_Instructions to follow:_ Using the material below, work out how many lines contain the word "times". Reply with the number and nothing more.
Top of Source information
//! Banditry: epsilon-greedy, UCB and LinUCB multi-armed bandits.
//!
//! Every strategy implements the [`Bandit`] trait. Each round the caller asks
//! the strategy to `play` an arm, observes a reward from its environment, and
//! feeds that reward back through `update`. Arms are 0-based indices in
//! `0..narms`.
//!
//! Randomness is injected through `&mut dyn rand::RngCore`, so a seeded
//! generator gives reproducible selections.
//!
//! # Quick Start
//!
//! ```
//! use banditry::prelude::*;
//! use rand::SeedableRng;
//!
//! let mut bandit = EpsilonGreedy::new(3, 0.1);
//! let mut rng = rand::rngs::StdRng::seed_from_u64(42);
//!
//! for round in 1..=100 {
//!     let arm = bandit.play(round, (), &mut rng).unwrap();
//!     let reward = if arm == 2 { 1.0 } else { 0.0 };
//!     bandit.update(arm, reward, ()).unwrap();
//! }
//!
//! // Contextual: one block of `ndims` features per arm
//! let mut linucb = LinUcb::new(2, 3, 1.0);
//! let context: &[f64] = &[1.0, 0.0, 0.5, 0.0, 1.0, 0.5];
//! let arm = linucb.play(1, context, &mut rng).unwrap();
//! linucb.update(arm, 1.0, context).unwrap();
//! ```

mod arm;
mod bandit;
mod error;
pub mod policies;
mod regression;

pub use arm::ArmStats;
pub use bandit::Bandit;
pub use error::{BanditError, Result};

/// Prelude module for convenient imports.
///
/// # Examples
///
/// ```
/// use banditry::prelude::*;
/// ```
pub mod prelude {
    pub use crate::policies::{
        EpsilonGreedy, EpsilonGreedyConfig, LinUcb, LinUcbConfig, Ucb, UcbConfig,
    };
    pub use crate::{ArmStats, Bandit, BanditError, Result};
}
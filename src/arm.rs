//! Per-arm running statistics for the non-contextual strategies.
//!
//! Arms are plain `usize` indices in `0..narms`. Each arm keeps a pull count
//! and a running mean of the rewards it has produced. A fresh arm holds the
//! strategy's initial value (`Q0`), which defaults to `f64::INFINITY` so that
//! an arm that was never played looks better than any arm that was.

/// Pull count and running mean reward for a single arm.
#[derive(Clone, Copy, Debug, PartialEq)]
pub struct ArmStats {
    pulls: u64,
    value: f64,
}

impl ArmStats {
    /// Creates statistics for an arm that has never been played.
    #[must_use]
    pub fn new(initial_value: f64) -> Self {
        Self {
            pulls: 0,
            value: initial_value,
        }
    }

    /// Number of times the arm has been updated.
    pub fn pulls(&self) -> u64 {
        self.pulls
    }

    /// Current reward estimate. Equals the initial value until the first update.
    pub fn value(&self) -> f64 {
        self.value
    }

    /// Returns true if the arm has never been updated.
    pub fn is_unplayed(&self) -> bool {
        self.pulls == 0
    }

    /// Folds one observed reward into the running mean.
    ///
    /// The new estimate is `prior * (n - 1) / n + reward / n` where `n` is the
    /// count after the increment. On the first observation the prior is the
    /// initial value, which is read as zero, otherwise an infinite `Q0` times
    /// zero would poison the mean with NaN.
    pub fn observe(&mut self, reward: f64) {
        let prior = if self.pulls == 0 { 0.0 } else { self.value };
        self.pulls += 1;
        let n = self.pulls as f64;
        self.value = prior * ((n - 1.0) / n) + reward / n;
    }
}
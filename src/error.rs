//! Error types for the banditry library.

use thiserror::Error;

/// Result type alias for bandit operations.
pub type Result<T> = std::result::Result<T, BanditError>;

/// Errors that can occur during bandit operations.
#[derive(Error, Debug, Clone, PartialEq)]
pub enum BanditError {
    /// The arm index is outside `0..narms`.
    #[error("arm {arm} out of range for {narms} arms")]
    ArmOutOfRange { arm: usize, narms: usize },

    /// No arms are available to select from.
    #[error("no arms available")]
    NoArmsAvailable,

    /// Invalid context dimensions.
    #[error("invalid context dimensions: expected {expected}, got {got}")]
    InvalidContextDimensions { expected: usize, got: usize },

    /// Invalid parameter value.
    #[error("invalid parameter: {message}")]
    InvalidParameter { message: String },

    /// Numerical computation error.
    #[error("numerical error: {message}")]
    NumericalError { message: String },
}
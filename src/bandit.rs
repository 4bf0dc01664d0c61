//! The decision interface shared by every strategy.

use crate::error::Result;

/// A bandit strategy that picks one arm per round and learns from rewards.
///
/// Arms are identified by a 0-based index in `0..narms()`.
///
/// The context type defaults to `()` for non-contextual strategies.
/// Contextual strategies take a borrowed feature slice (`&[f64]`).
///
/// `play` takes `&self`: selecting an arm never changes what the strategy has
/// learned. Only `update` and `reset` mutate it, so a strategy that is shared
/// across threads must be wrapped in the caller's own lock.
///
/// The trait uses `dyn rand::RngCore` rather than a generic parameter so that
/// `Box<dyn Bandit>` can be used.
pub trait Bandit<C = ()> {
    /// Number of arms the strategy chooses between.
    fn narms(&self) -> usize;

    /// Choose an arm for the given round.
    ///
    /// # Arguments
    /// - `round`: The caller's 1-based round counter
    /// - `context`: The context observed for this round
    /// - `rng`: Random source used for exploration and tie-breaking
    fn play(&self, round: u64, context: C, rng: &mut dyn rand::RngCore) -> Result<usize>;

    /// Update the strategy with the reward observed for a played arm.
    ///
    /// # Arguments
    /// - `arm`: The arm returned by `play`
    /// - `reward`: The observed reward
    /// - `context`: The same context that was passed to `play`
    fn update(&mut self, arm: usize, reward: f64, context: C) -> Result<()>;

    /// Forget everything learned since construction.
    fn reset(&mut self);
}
Bottom of Source information
_Output of the exercise:_ 2